Stored items:
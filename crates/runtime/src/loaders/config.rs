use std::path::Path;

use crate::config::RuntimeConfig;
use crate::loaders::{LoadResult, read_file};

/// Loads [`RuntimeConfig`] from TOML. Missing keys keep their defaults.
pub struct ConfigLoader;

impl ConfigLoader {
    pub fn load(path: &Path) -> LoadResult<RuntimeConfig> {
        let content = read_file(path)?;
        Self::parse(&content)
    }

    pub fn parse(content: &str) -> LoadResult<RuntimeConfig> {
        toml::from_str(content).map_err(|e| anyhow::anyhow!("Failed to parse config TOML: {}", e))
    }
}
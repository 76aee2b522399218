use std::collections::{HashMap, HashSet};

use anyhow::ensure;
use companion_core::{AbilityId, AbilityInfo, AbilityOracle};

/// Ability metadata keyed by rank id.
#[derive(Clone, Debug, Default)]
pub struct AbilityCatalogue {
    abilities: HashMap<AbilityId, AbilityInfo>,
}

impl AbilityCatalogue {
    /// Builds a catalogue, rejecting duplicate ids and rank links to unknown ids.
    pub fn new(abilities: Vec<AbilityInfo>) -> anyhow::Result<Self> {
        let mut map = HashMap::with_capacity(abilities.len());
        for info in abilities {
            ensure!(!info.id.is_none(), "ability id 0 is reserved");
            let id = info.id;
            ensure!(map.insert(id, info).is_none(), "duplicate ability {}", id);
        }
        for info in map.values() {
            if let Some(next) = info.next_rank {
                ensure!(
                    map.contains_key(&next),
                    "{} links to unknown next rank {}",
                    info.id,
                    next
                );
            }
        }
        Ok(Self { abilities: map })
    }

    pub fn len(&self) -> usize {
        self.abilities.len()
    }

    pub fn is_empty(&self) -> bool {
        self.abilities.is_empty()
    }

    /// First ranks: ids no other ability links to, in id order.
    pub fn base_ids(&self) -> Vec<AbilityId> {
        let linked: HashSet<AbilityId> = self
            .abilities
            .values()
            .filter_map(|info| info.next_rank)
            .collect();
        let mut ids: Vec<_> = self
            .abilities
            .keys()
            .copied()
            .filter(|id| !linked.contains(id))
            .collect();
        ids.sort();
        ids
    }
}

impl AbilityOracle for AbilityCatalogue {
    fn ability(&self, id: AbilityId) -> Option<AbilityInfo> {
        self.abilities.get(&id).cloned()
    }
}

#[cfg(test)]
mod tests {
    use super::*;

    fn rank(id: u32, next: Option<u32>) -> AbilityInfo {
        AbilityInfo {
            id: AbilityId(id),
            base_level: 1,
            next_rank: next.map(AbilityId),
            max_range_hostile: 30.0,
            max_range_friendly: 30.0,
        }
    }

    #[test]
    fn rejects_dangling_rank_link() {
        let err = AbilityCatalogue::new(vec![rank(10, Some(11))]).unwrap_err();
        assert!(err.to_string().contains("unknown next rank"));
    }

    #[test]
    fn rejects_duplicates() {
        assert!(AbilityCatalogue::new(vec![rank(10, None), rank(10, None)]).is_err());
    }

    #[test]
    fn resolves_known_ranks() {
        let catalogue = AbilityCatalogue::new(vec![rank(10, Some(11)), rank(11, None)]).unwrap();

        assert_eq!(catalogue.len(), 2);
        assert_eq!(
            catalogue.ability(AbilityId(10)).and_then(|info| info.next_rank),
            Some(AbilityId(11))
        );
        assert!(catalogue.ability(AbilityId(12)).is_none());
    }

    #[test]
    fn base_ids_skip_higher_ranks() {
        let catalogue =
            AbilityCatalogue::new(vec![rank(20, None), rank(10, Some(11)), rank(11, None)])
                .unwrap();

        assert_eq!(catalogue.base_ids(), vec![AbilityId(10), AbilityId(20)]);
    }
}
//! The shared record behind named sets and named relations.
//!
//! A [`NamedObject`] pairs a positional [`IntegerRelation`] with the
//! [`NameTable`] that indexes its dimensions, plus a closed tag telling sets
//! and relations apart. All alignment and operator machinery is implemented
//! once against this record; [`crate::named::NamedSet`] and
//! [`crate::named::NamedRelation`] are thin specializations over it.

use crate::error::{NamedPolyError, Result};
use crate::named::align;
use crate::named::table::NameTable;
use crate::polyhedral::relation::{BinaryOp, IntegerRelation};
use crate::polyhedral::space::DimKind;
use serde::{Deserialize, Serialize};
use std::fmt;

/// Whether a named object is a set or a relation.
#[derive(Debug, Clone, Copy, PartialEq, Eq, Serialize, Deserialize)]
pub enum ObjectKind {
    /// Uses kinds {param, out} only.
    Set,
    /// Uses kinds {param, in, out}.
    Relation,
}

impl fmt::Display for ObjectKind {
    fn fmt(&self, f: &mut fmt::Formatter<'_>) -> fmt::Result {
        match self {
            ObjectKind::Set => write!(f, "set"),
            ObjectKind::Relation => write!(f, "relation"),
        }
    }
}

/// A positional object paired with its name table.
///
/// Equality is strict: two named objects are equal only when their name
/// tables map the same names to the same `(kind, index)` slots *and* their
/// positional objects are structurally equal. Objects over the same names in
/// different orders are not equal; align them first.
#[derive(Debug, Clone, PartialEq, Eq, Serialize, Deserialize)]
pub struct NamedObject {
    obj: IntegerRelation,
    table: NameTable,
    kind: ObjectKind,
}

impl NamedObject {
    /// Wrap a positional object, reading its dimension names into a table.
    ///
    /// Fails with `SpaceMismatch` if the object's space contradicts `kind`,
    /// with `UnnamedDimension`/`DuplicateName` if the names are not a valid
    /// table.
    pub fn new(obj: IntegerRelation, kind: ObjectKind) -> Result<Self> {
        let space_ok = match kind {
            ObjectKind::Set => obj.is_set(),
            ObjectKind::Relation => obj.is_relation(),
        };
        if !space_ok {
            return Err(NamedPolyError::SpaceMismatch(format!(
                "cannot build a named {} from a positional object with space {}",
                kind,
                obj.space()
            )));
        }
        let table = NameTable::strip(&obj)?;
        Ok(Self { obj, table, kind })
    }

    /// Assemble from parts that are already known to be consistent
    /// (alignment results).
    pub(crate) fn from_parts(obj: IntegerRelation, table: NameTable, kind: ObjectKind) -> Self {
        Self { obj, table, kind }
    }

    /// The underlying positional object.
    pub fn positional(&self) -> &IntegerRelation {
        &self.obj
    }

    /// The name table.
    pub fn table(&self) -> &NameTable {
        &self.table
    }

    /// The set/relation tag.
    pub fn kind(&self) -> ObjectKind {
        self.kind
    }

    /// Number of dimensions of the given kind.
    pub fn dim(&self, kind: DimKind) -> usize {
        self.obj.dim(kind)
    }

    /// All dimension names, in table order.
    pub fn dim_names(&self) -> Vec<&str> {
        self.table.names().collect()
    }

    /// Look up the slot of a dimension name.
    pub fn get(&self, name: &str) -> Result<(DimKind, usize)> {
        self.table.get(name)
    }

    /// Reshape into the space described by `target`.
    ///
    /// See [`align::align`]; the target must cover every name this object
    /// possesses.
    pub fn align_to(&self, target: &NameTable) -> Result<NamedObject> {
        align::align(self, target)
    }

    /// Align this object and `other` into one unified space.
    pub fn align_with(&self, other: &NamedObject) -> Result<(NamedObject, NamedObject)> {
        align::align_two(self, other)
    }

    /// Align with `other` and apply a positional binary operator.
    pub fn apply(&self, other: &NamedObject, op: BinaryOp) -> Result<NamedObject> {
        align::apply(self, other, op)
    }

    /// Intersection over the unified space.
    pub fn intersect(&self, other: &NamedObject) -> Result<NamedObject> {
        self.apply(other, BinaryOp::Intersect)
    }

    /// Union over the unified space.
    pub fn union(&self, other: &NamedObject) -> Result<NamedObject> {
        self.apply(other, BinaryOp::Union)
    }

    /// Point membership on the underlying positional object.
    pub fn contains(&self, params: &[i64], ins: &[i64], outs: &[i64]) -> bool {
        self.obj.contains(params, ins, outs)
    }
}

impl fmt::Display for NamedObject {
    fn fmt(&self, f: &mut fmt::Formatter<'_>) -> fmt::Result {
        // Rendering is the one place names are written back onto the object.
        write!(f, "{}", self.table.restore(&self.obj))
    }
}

**Problem**
Copy all the lines above that hold the string "relations".

**Task output**
//! The shared record behind named sets and named relations.
//! and relations apart. All alignment and operator machinery is implemented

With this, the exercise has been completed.